What is DistCp?
June 25, 2015How to change default replication factor?
July 3, 2015How to change default block size in HDFS?
In this post we are going to see how to upload a file to HDFS overriding the default block size. In the older versions of Hadoop the default block size was 64 MB and in the newer versions the default block size is 128 MB.
Let’s assume that the default block size in your cluster is 128 MB. What if you want all the datasets in your HDFS to have the default block size of 128 MB but you would like one specific dataset to be stored with block size of 256 MB?
Refer to the “HDFS – Why Another Filesystem” chapter in the FREE Hadoop Starter Kit course to learn more about the block size in other filesytems.
Why would you want to make the block size of specific dataset from 128 to 256 MB?

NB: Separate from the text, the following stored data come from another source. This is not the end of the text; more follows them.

//! Telemetry Transport
//!
//! The `Connector` seam produces one live link per connection attempt.
//! `WebSocketConnector` is the production implementation.

use async_trait::async_trait;
use futures_util::{future, Sink, SinkExt, Stream, StreamExt};
use std::pin::Pin;
use std::time::Duration;
use tokio_tungstenite::connect_async;
use tokio_tungstenite::tungstenite::client::IntoClientRequest;
use tokio_tungstenite::tungstenite::http::header::{HeaderValue, AUTHORIZATION};
use tokio_tungstenite::tungstenite::{self, Message};
use tracing::{debug, info};

use super::TelemetryError;

/// Incoming text frames; the stream ending means the peer closed
pub type FrameStream = Pin<Box<dyn Stream<Item = Result<String, TelemetryError>> + Send>>;

/// Outgoing text frames
pub type FrameSink = Pin<Box<dyn Sink<String, Error = TelemetryError> + Send>>;

/// One open connection, split into halves
pub struct TransportLink {
    pub incoming: FrameStream,
    pub outgoing: FrameSink,
}

/// Factory for transport links. Each call must return a fresh connection.
#[async_trait]
pub trait Connector: Send + Sync + 'static {
    async fn connect(&self, endpoint: &str, token: Option<&str>) -> Result<TransportLink, TelemetryError>;
}

/// WebSocket connector (tokio-tungstenite)
#[derive(Debug, Clone)]
pub struct WebSocketConnector {
    connect_timeout: Duration,
}

impl Default for WebSocketConnector {
    fn default() -> Self {
        Self {
            connect_timeout: Duration::from_secs(10),
        }
    }
}

impl WebSocketConnector {
    pub fn new(connect_timeout: Duration) -> Self {
        Self { connect_timeout }
    }
}

#[async_trait]
impl Connector for WebSocketConnector {
    async fn connect(&self, endpoint: &str, token: Option<&str>) -> Result<TransportLink, TelemetryError> {
        let url = if endpoint.starts_with("ws://") || endpoint.starts_with("wss://") {
            endpoint.to_string()
        } else {
            format!("ws://{}", endpoint)
        };

        let mut request = url
            .as_str()
            .into_client_request()
            .map_err(|e| TelemetryError::ConnectFailed(e.to_string()))?;

        if let Some(token) = token {
            let value = HeaderValue::from_str(&format!("Bearer {}", token))
                .map_err(|e| TelemetryError::ConnectFailed(e.to_string()))?;
            request.headers_mut().insert(AUTHORIZATION, value);
        }

        debug!("Connecting to {}", url);
        let (ws_stream, _) = tokio::time::timeout(self.connect_timeout, connect_async(request))
            .await
            .map_err(|_| TelemetryError::ConnectFailed(format!("timed out after {:?}", self.connect_timeout)))?
            .map_err(|e| TelemetryError::ConnectFailed(e.to_string()))?;

        info!("Telemetry transport connected to {}", url);

        let (write, read) = ws_stream.split();

        let incoming = read.filter_map(|msg| {
            future::ready(match msg {
                Ok(Message::Text(text)) => Some(Ok(text)),
                Ok(Message::Binary(data)) => Some(Ok(String::from_utf8_lossy(&data).into_owned())),
                // Control frames; Close is followed by the stream ending
                Ok(_) => None,
                Err(e) => Some(Err(TelemetryError::Transport(e.to_string()))),
            })
        });

        let outgoing = write
            .with(|text: String| future::ready(Ok::<_, tungstenite::Error>(Message::Text(text))))
            .sink_map_err(|e| TelemetryError::Transport(e.to_string()));

        Ok(TransportLink {
            incoming: Box::pin(incoming),
            outgoing: Box::pin(outgoing),
        })
    }
}

#[cfg(test)]
mod tests {
    use super::*;

    #[tokio::test]
    async fn test_connect_refused_is_connect_failed() {
        // Bind then drop to get a port nothing listens on
        let listener = std::net::TcpListener::bind("127.0.0.1:0").unwrap();
        let addr = listener.local_addr().unwrap();
        drop(listener);

        let connector = WebSocketConnector::new(Duration::from_secs(2));
        let result = connector.connect(&format!("ws://{}", addr), None).await;
        assert!(matches!(result, Err(TelemetryError::ConnectFailed(_))));
    }

    #[tokio::test]
    async fn test_invalid_url_is_connect_failed() {
        let connector = WebSocketConnector::default();
        let result = connector.connect("ws://bad host/stream", None).await;
        assert!(matches!(result, Err(TelemetryError::ConnectFailed(_))));
    }
}
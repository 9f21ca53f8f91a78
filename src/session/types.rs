//! Session Data Types
//!
//! Principal, session and the transient credential attempt.

use serde::{Deserialize, Serialize};
use zeroize::{Zeroize, ZeroizeOnDrop};

use super::ValidationError;

/// Principal role
#[derive(Debug, Clone, Copy, PartialEq, Eq, Serialize, Deserialize)]
#[serde(rename_all = "lowercase")]
pub enum Role {
    Viewer,
    Analyst,
    Admin,
    /// Any role string this client does not know about
    #[serde(other)]
    Unknown,
}

impl Default for Role {
    fn default() -> Self {
        Self::Viewer
    }
}

/// Authenticated identity
#[derive(Debug, Clone, PartialEq, Eq, Serialize, Deserialize)]
pub struct Principal {
    pub email: String,
    pub display_name: String,
    #[serde(default)]
    pub role: Role,
}

impl Principal {
    /// A principal is well-formed when its email passes syntax validation
    pub fn is_well_formed(&self) -> bool {
        validate_email(&self.email).is_ok()
    }
}

/// Established session
#[derive(Clone, PartialEq, Eq)]
pub struct Session {
    /// Opaque bearer token
    pub access_token: String,
    pub principal: Principal,
}

impl Session {
    pub fn new(access_token: impl Into<String>, principal: Principal) -> Self {
        Self {
            access_token: access_token.into(),
            principal,
        }
    }
}

// Token stays out of logs
impl std::fmt::Debug for Session {
    fn fmt(&self, f: &mut std::fmt::Formatter<'_>) -> std::fmt::Result {
        f.debug_struct("Session")
            .field("access_token", &"<redacted>")
            .field("principal", &self.principal)
            .finish()
    }
}

/// One credential submission. Never persisted; the password is wiped on drop.
#[derive(Zeroize, ZeroizeOnDrop)]
pub struct CredentialAttempt {
    pub email: String,
    password: String,
}

impl CredentialAttempt {
    pub fn new(email: impl Into<String>, password: impl Into<String>) -> Self {
        Self {
            email: email.into(),
            password: password.into(),
        }
    }

    pub fn password(&self) -> &str {
        &self.password
    }
}

impl std::fmt::Debug for CredentialAttempt {
    fn fmt(&self, f: &mut std::fmt::Formatter<'_>) -> std::fmt::Result {
        f.debug_struct("CredentialAttempt")
            .field("email", &self.email)
            .field("password", &"<redacted>")
            .finish()
    }
}

/// Syntactic email check: exactly one `@` with non-empty local and domain parts
pub fn validate_email(email: &str) -> Result<(), ValidationError> {
    match email.split_once('@') {
        Some((local, domain)) if !local.is_empty() && !domain.is_empty() && !domain.contains('@') => {
            Ok(())
        }
        _ => Err(ValidationError::MalformedEmail),
    }
}
//! One-Time Code Challenge
//!
//! Six-slot code buffer for the second authentication step, plus the resend
//! countdown. The countdown is a deadline owned by the challenge itself, so it
//! goes away together with the challenge.

use std::time::Duration;
use tokio::time::Instant;

use super::ValidationError;

/// Number of digits in a challenge code
pub const CODE_LENGTH: usize = 6;

/// Time before a new code may be requested (5 minutes)
pub const RESEND_WINDOW: Duration = Duration::from_secs(300);

/// Challenge status
#[derive(Debug, Clone, Copy, PartialEq, Eq)]
pub enum ChallengeStatus {
    /// Awaiting input or verification
    Open,
    /// Last verification attempt was rejected by the remote verifier
    Failed,
}

/// Pending second-factor challenge
#[derive(Debug, Clone)]
pub struct PendingChallenge {
    subject: String,
    slots: [Option<char>; CODE_LENGTH],
    resend_at: Instant,
    status: ChallengeStatus,
    input_error: Option<ValidationError>,
    next_index: Option<usize>,
}

impl PendingChallenge {
    /// Create a challenge for `subject`; the resend countdown starts now
    pub fn new(subject: impl Into<String>, now: Instant) -> Self {
        Self {
            subject: subject.into(),
            slots: [None; CODE_LENGTH],
            resend_at: now + RESEND_WINDOW,
            status: ChallengeStatus::Open,
            input_error: None,
            next_index: Some(0),
        }
    }

    pub fn subject(&self) -> &str {
        &self.subject
    }

    pub fn slots(&self) -> &[Option<char>; CODE_LENGTH] {
        &self.slots
    }

    pub fn status(&self) -> ChallengeStatus {
        self.status
    }

    pub fn input_error(&self) -> Option<&ValidationError> {
        self.input_error.as_ref()
    }

    /// Write (or clear, with `""`) a single slot.
    ///
    /// Returns the suggested next index for UI auto-advance.
    pub fn set_digit(&mut self, index: usize, digit: &str) -> Result<Option<usize>, ValidationError> {
        if index >= CODE_LENGTH {
            return Err(self.reject(ValidationError::SlotOutOfRange { index }));
        }

        let mut chars = digit.chars();
        let value = match (chars.next(), chars.next()) {
            (None, _) => None,
            (Some(c), None) if c.is_ascii_digit() => Some(c),
            _ => return Err(self.reject(ValidationError::MalformedDigit)),
        };

        self.slots[index] = value;
        self.accept();

        self.next_index = match value {
            Some(_) if index + 1 < CODE_LENGTH => Some(index + 1),
            Some(_) => None,
            None => Some(index),
        };
        Ok(self.next_index)
    }

    /// Distribute 1-6 pasted digits left-to-right from slot 0.
    ///
    /// Slots past the pasted length are left untouched.
    pub fn paste(&mut self, raw: &str) -> Result<(), ValidationError> {
        let len = raw.chars().count();
        if len == 0 || len > CODE_LENGTH || !raw.chars().all(|c| c.is_ascii_digit()) {
            return Err(self.reject(ValidationError::MalformedPaste));
        }

        for (slot, c) in self.slots.iter_mut().zip(raw.chars()) {
            *slot = Some(c);
        }
        self.accept();
        self.next_index = if len < CODE_LENGTH { Some(len) } else { None };
        Ok(())
    }

    pub fn is_complete(&self) -> bool {
        self.slots.iter().all(Option::is_some)
    }

    /// Assembled code, only when every slot is filled
    pub fn code(&self) -> Option<String> {
        self.slots.iter().copied().collect()
    }

    /// Time left before a resend is allowed
    pub fn resend_remaining(&self, now: Instant) -> Duration {
        self.resend_at.saturating_duration_since(now)
    }

    /// Restart the countdown after a successful resend
    pub fn restart_countdown(&mut self, now: Instant) {
        self.resend_at = now + RESEND_WINDOW;
    }

    /// Make a resend allowed immediately
    pub fn expire_countdown(&mut self, now: Instant) {
        self.resend_at = now;
    }

    pub fn mark_failed(&mut self) {
        self.status = ChallengeStatus::Failed;
    }

    /// Caller-facing snapshot
    pub fn view(&self, now: Instant) -> ChallengeView {
        let remaining = self.resend_remaining(now);
        // Round up so the UI never shows 0 while still throttled
        let resend_in_secs = remaining.as_secs() + u64::from(remaining.subsec_nanos() > 0);

        ChallengeView {
            subject: self.subject.clone(),
            slots: self.slots,
            next_index: self.next_index,
            resend_in_secs,
            failed: self.status == ChallengeStatus::Failed,
            input_error: self.input_error.clone(),
        }
    }

    fn reject(&mut self, err: ValidationError) -> ValidationError {
        self.input_error = Some(err.clone());
        err
    }

    fn accept(&mut self) {
        self.input_error = None;
        self.status = ChallengeStatus::Open;
    }
}

/// Snapshot of a pending challenge handed to the presentation layer
#[derive(Debug, Clone, PartialEq, Eq)]
pub struct ChallengeView {
    pub subject: String,
    pub slots: [Option<char>; CODE_LENGTH],
    /// Slot the UI should focus next, if any
    pub next_index: Option<usize>,
    /// Seconds until `request_resend` is allowed
    pub resend_in_secs: u64,
    /// Last verification was rejected
    pub failed: bool,
    /// Last input that was refused
    pub input_error: Option<ValidationError>,
}

impl ChallengeView {
    /// Slots rendered as strings, empty for unfilled
    pub fn slot_strings(&self) -> Vec<String> {
        self.slots
            .iter()
            .map(|s| s.map(String::from).unwrap_or_default())
            .collect()
    }
}
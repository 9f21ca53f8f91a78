//! Configuration management

use anyhow::{bail, Result};
use std::path::PathBuf;
use std::time::Duration;

use crate::telemetry::ReconnectPolicy;

/// Reconnect delay strategy
#[derive(Debug, Clone, Copy, PartialEq, Eq)]
pub enum ReconnectMode {
    Fixed,
    Exponential,
}

/// Client configuration
#[derive(Debug, Clone)]
pub struct Config {
    /// Base URL of the authentication service
    pub auth_url: String,

    /// Auth request timeout in seconds
    pub auth_timeout_secs: u64,

    /// Streaming telemetry endpoint (ws:// or wss://)
    pub telemetry_url: String,

    /// File backing the durable session store
    pub session_path: PathBuf,

    /// Synthetic heartbeat interval
    pub heartbeat_interval: Duration,

    /// Reconnect strategy
    pub reconnect_mode: ReconnectMode,

    /// Fixed delay, or base delay for exponential backoff
    pub reconnect_delay: Duration,

    /// Cap for exponential backoff
    pub reconnect_max_delay: Duration,

    /// Gate the telemetry channel on an authenticated session
    pub telemetry_require_session: bool,
}

impl Default for Config {
    fn default() -> Self {
        Self {
            auth_url: "http://localhost:8080".to_string(),
            auth_timeout_secs: 30,
            telemetry_url: "ws://localhost:8080/ws/telemetry".to_string(),
            session_path: crate::session::storage::default_path(),
            heartbeat_interval: Duration::from_millis(5000),
            reconnect_mode: ReconnectMode::Exponential,
            reconnect_delay: Duration::from_millis(3000),
            reconnect_max_delay: Duration::from_millis(30000),
            telemetry_require_session: false,
        }
    }
}

impl Config {
    /// Load configuration from environment variables
    pub fn from_env() -> Result<Self> {
        let defaults = Self::default();

        let auth_url = std::env::var("SENTINEL_AUTH_URL").unwrap_or(defaults.auth_url);
        let telemetry_url = std::env::var("SENTINEL_TELEMETRY_URL").unwrap_or(defaults.telemetry_url);

        let session_path = std::env::var("SENTINEL_SESSION_PATH")
            .map(PathBuf::from)
            .unwrap_or(defaults.session_path);

        let auth_timeout_secs = std::env::var("SENTINEL_AUTH_TIMEOUT")
            .ok()
            .and_then(|v| v.parse().ok())
            .unwrap_or(defaults.auth_timeout_secs);

        let heartbeat_interval = env_millis("SENTINEL_HEARTBEAT_MS").unwrap_or(defaults.heartbeat_interval);
        let reconnect_delay = env_millis("SENTINEL_RECONNECT_MS").unwrap_or(defaults.reconnect_delay);
        let reconnect_max_delay =
            env_millis("SENTINEL_RECONNECT_MAX_MS").unwrap_or(defaults.reconnect_max_delay);

        let reconnect_mode = match std::env::var("SENTINEL_RECONNECT_MODE") {
            Ok(mode) => parse_reconnect_mode(&mode)?,
            Err(_) => defaults.reconnect_mode,
        };

        let telemetry_require_session = std::env::var("SENTINEL_TELEMETRY_REQUIRE_SESSION")
            .map(|v| v == "true" || v == "1")
            .unwrap_or(false);

        let config = Self {
            auth_url,
            auth_timeout_secs,
            telemetry_url,
            session_path,
            heartbeat_interval,
            reconnect_mode,
            reconnect_delay,
            reconnect_max_delay,
            telemetry_require_session,
        };
        config.validate()?;
        Ok(config)
    }

    /// Reject timings that would spin the telemetry event loop
    pub fn validate(&self) -> Result<()> {
        if self.heartbeat_interval.is_zero() {
            bail!("SENTINEL_HEARTBEAT_MS must be greater than zero");
        }
        if self.reconnect_delay.is_zero() {
            bail!("SENTINEL_RECONNECT_MS must be greater than zero");
        }
        Ok(())
    }

    /// Reconnect policy derived from the mode and delays
    pub fn reconnect_policy(&self) -> ReconnectPolicy {
        match self.reconnect_mode {
            ReconnectMode::Fixed => ReconnectPolicy::Fixed(self.reconnect_delay),
            ReconnectMode::Exponential => ReconnectPolicy::Exponential {
                base: self.reconnect_delay,
                max: self.reconnect_max_delay.max(self.reconnect_delay),
                jitter: 0.2,
            },
        }
    }
}

fn env_millis(key: &str) -> Option<Duration> {
    std::env::var(key)
        .ok()
        .and_then(|v| v.parse::<u64>().ok())
        .map(Duration::from_millis)
}

fn parse_reconnect_mode(value: &str) -> Result<ReconnectMode> {
    match value.to_lowercase().as_str() {
        "fixed" => Ok(ReconnectMode::Fixed),
        "exponential" | "backoff" => Ok(ReconnectMode::Exponential),
        other => bail!("Unknown SENTINEL_RECONNECT_MODE: {}", other),
    }
}
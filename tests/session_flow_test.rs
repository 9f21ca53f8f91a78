//! Session Flow Integration Tests
//!
//! Drives the session manager end to end against a scripted auth backend.

use async_trait::async_trait;
use sentinel_client::session::{
    AuthService, AuthState, FileStore, InvalidReason, LoginOutcome, LoginResponse, MemoryStore,
    Principal, RejectReason, RemoteError, ResendOutcome, Role, SessionManager, ValidationError,
    VerifyOutcome, VerifyResponse,
};
use std::sync::atomic::{AtomicBool, AtomicUsize, Ordering};
use std::sync::Arc;
use std::time::Duration;
use tempfile::TempDir;
use tokio::sync::Notify;

/// Scripted backend
///
/// - password `"x"` → challenge for the email
/// - password `"slow"` → waits for `release`, then challenges `stale@b.com`
/// - anything else → invalid
/// - code `"123456"` accepted; code `"999999"` waits for `release` first
/// - resend waits for `release` while `hold_resend` is set
struct ScriptedAuth {
    entered: Notify,
    release: Notify,
    resends: AtomicUsize,
    fail_resend: AtomicBool,
    hold_resend: AtomicBool,
}

impl ScriptedAuth {
    fn new() -> Self {
        Self {
            entered: Notify::new(),
            release: Notify::new(),
            resends: AtomicUsize::new(0),
            fail_resend: AtomicBool::new(false),
            hold_resend: AtomicBool::new(false),
        }
    }

    async fn gate(&self) {
        self.entered.notify_one();
        self.release.notified().await;
    }
}

fn principal(email: &str) -> Principal {
    Principal {
        email: email.to_string(),
        display_name: "Analyst One".into(),
        role: Role::Analyst,
    }
}

#[async_trait]
impl AuthService for ScriptedAuth {
    async fn login(&self, email: &str, password: &str) -> Result<LoginResponse, RemoteError> {
        match password {
            "x" => Ok(LoginResponse::ChallengeRequired {
                subject: email.to_string(),
            }),
            "slow" => {
                self.gate().await;
                Ok(LoginResponse::ChallengeRequired {
                    subject: "stale@b.com".into(),
                })
            }
            _ => Ok(LoginResponse::Invalid),
        }
    }

    async fn verify(&self, subject: &str, code: &str) -> Result<VerifyResponse, RemoteError> {
        if code == "999999" {
            self.gate().await;
        }
        if code == "123456" || code == "999999" {
            Ok(VerifyResponse::Ok {
                token: format!("tok-{}", subject),
                principal: principal(subject),
            })
        } else {
            Ok(VerifyResponse::Rejected)
        }
    }

    async fn resend(&self, _subject: &str) -> Result<(), RemoteError> {
        self.resends.fetch_add(1, Ordering::SeqCst);
        if self.hold_resend.load(Ordering::SeqCst) {
            self.gate().await;
        }
        if self.fail_resend.load(Ordering::SeqCst) {
            return Err(RemoteError::Network("connection reset".into()));
        }
        Ok(())
    }
}

fn manager() -> (Arc<SessionManager>, Arc<ScriptedAuth>) {
    let auth = Arc::new(ScriptedAuth::new());
    let store = Arc::new(MemoryStore::new());
    (Arc::new(SessionManager::new(auth.clone(), store)), auth)
}

#[tokio::test]
async fn test_login_challenge_and_verify() {
    let (mgr, _) = manager();

    let outcome = mgr.submit_credentials("a@b.com", "x").await;
    let LoginOutcome::ChallengeRequired(view) = outcome else {
        panic!("expected challenge, got {:?}", outcome);
    };
    assert_eq!(view.subject, "a@b.com");
    assert_eq!(view.slot_strings(), vec![""; 6]);

    for (i, d) in "123456".chars().enumerate() {
        let view = mgr.submit_challenge_digit(i, &d.to_string()).unwrap();
        let expected = if i < 5 { Some(i + 1) } else { None };
        assert_eq!(view.next_index, expected);
    }

    let outcome = mgr.verify_challenge().await.unwrap();
    let VerifyOutcome::SessionEstablished(session) = outcome else {
        panic!("expected session, got {:?}", outcome);
    };
    assert_eq!(session.access_token, "tok-a@b.com");
    assert_eq!(session.principal.role, Role::Analyst);
    assert_eq!(mgr.state(), AuthState::Authenticated);
}

#[tokio::test]
async fn test_partial_paste_fills_leading_slots() {
    let (mgr, _) = manager();
    mgr.submit_credentials("a@b.com", "x").await;

    let view = mgr.paste_challenge_code("12").unwrap();
    assert_eq!(view.slot_strings(), vec!["1", "2", "", "", "", ""]);
    assert_eq!(view.next_index, Some(2));

    let outcome = mgr.verify_challenge().await.unwrap();
    assert!(matches!(
        outcome,
        VerifyOutcome::ChallengeRejected(RejectReason::Incomplete)
    ));
}

#[tokio::test]
async fn test_bad_digit_is_reported_and_cleared_by_next_edit() {
    let (mgr, _) = manager();
    mgr.submit_credentials("a@b.com", "x").await;

    let err = mgr.submit_challenge_digit(0, "a").unwrap_err();
    assert!(err.to_string().contains("single decimal"));
    let view = mgr.pending_challenge().unwrap();
    assert_eq!(view.input_error, Some(ValidationError::MalformedDigit));

    assert!(mgr.submit_challenge_digit(6, "1").is_err());
    assert!(mgr.paste_challenge_code("1234567").is_err());

    let view = mgr.submit_challenge_digit(0, "4").unwrap();
    assert_eq!(view.input_error, None);
    assert_eq!(view.slot_strings()[0], "4");
}

#[tokio::test]
async fn test_wrong_code_then_correct_code() {
    let (mgr, _) = manager();
    mgr.submit_credentials("a@b.com", "x").await;

    mgr.paste_challenge_code("000000").unwrap();
    let outcome = mgr.verify_challenge().await.unwrap();
    assert!(matches!(
        outcome,
        VerifyOutcome::ChallengeRejected(RejectReason::WrongCode)
    ));
    assert!(mgr.pending_challenge().unwrap().failed);

    let view = mgr.paste_challenge_code("123456").unwrap();
    assert!(!view.failed);
    assert!(matches!(
        mgr.verify_challenge().await.unwrap(),
        VerifyOutcome::SessionEstablished(_)
    ));
}

#[tokio::test]
async fn test_invalid_credentials_leave_state_untouched() {
    let (mgr, _) = manager();

    let outcome = mgr.submit_credentials("a@b.com", "nope").await;
    assert!(matches!(
        outcome,
        LoginOutcome::InvalidCredentials(InvalidReason::Rejected)
    ));
    assert_eq!(mgr.state(), AuthState::Unauthenticated);

    let outcome = mgr.submit_credentials("not-an-email", "x").await;
    assert!(matches!(
        outcome,
        LoginOutcome::InvalidCredentials(InvalidReason::Malformed(ValidationError::MalformedEmail))
    ));
}

#[tokio::test(start_paused = true)]
async fn test_resend_countdown() {
    let (mgr, auth) = manager();
    mgr.submit_credentials("a@b.com", "x").await;

    assert!(matches!(
        mgr.request_resend().await.unwrap(),
        ResendOutcome::Throttled { remaining_secs: 300 }
    ));

    tokio::time::advance(Duration::from_secs(120)).await;
    assert_eq!(mgr.pending_challenge().unwrap().resend_in_secs, 180);
    assert!(matches!(
        mgr.request_resend().await.unwrap(),
        ResendOutcome::Throttled { remaining_secs: 180 }
    ));
    assert_eq!(auth.resends.load(Ordering::SeqCst), 0);

    tokio::time::advance(Duration::from_secs(180)).await;
    let outcome = mgr.request_resend().await.unwrap();
    let ResendOutcome::Resent(view) = outcome else {
        panic!("expected resend, got {:?}", outcome);
    };
    assert_eq!(view.resend_in_secs, 300);
    assert_eq!(auth.resends.load(Ordering::SeqCst), 1);

    // Countdown restarted
    assert!(matches!(
        mgr.request_resend().await.unwrap(),
        ResendOutcome::Throttled { .. }
    ));
}

#[tokio::test(start_paused = true)]
async fn test_failed_resend_can_be_retried() {
    let (mgr, auth) = manager();
    mgr.submit_credentials("a@b.com", "x").await;
    tokio::time::advance(Duration::from_secs(300)).await;

    auth.fail_resend.store(true, Ordering::SeqCst);
    assert!(matches!(
        mgr.request_resend().await.unwrap(),
        ResendOutcome::Unavailable(RemoteError::Network(_))
    ));
    assert_eq!(mgr.pending_challenge().unwrap().resend_in_secs, 0);

    auth.fail_resend.store(false, Ordering::SeqCst);
    assert!(matches!(
        mgr.request_resend().await.unwrap(),
        ResendOutcome::Resent(_)
    ));
    assert_eq!(auth.resends.load(Ordering::SeqCst), 2);
}

#[tokio::test(start_paused = true)]
async fn test_stale_resend_does_not_touch_reissued_challenge() {
    let (mgr, auth) = manager();
    mgr.submit_credentials("a@b.com", "x").await;
    tokio::time::advance(Duration::from_secs(300)).await;

    auth.hold_resend.store(true, Ordering::SeqCst);
    auth.fail_resend.store(true, Ordering::SeqCst);
    let resend = {
        let mgr = mgr.clone();
        tokio::spawn(async move { mgr.request_resend().await })
    };
    auth.entered.notified().await;

    // Back, then a fresh challenge for the same email
    mgr.cancel_challenge();
    let outcome = mgr.submit_credentials("a@b.com", "x").await;
    assert!(matches!(outcome, LoginOutcome::ChallengeRequired(_)));

    auth.release.notify_one();
    let stale = resend.await.unwrap().unwrap();
    assert!(matches!(stale, ResendOutcome::Superseded));

    // The failed stale resend did not expire the new countdown
    assert_eq!(mgr.pending_challenge().unwrap().resend_in_secs, 300);
}

#[tokio::test]
async fn test_newer_login_supersedes_older() {
    let (mgr, auth) = manager();

    let slow = {
        let mgr = mgr.clone();
        tokio::spawn(async move { mgr.submit_credentials("a@b.com", "slow").await })
    };
    auth.entered.notified().await;

    let outcome = mgr.submit_credentials("a@b.com", "x").await;
    assert!(matches!(outcome, LoginOutcome::ChallengeRequired(_)));

    auth.release.notify_one();
    let stale = slow.await.unwrap();
    assert!(matches!(stale, LoginOutcome::Superseded));

    // The stale response did not replace the live challenge
    assert_eq!(mgr.pending_challenge().unwrap().subject, "a@b.com");
}

#[tokio::test]
async fn test_logout_during_verify_discards_response() {
    let (mgr, auth) = manager();
    mgr.submit_credentials("a@b.com", "x").await;
    mgr.paste_challenge_code("999999").unwrap();

    let verify = {
        let mgr = mgr.clone();
        tokio::spawn(async move { mgr.verify_challenge().await })
    };
    auth.entered.notified().await;

    mgr.logout();
    auth.release.notify_one();

    let outcome = verify.await.unwrap().unwrap();
    assert!(matches!(outcome, VerifyOutcome::Superseded));
    assert_eq!(mgr.state(), AuthState::Unauthenticated);
    assert!(mgr.current_session().is_none());
    assert!(mgr.restore_session().is_none());
}

#[tokio::test]
async fn test_session_survives_restart_with_file_store() {
    let temp = TempDir::new().expect("Failed to create temp dir");
    let path = temp.path().join("session.json");
    let auth = Arc::new(ScriptedAuth::new());

    {
        let mgr = SessionManager::new(auth.clone(), Arc::new(FileStore::new(&path)));
        mgr.submit_credentials("a@b.com", "x").await;
        mgr.paste_challenge_code("123456").unwrap();
        mgr.verify_challenge().await.unwrap();
    }
    assert!(path.exists());

    let mgr = SessionManager::new(auth.clone(), Arc::new(FileStore::new(&path)));
    assert_eq!(mgr.state(), AuthState::Unauthenticated);
    let session = mgr.restore_session().expect("session should restore");
    assert_eq!(session.principal.email, "a@b.com");
    assert_eq!(mgr.state(), AuthState::Authenticated);

    mgr.logout();
    let mgr = SessionManager::new(auth, Arc::new(FileStore::new(&path)));
    assert!(mgr.restore_session().is_none());
}

#[tokio::test]
async fn test_corrupt_session_file_is_discarded() {
    let temp = TempDir::new().expect("Failed to create temp dir");
    let path = temp.path().join("session.json");
    std::fs::write(&path, "{not json").unwrap();

    let mgr = SessionManager::new(Arc::new(ScriptedAuth::new()), Arc::new(FileStore::new(&path)));
    assert!(mgr.restore_session().is_none());
    assert_eq!(mgr.state(), AuthState::Unauthenticated);

    // Next login still persists
    mgr.submit_credentials("a@b.com", "x").await;
    mgr.paste_challenge_code("123456").unwrap();
    mgr.verify_challenge().await.unwrap();
    let contents = std::fs::read_to_string(&path).unwrap();
    assert!(contents.contains("sentinel.access_token"));
}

To answer this question, you need to understand what is the benefit of having a larger block size. A single HDFS block (64 MB or 128 MB or ..) will be written to disk sequentially. When you write the data sequentially there is a fair chance that the data will be written into contiguous space on disk which means that data will be written next to each other in a continuous fashion. When a data is laid out in the disk in continuous fashion it reduces the number of disk seeks during the read operation resulting in an efficient read. So that is why block size in HDFS is huge when compared to the other file systems.
Now the question becomes should I make my dataset 128 MB or 256 MB or even more? It all depends on your cluster capacity and the size of your datasets. Lets say you have a dataset which is 2 Petabytes in size. Having a 64 MB block size for this dataset will result in 31 million+ blocks which would put stress on the NameNode to manage all that blocks. Having a lot of blocks will also result in a lot of mappers during MapReduce execution. So in this case you may decide to increase the block size just for that dataset.
Try it out
Try the commands in our cluster. Click here to get FREE access to the cluster.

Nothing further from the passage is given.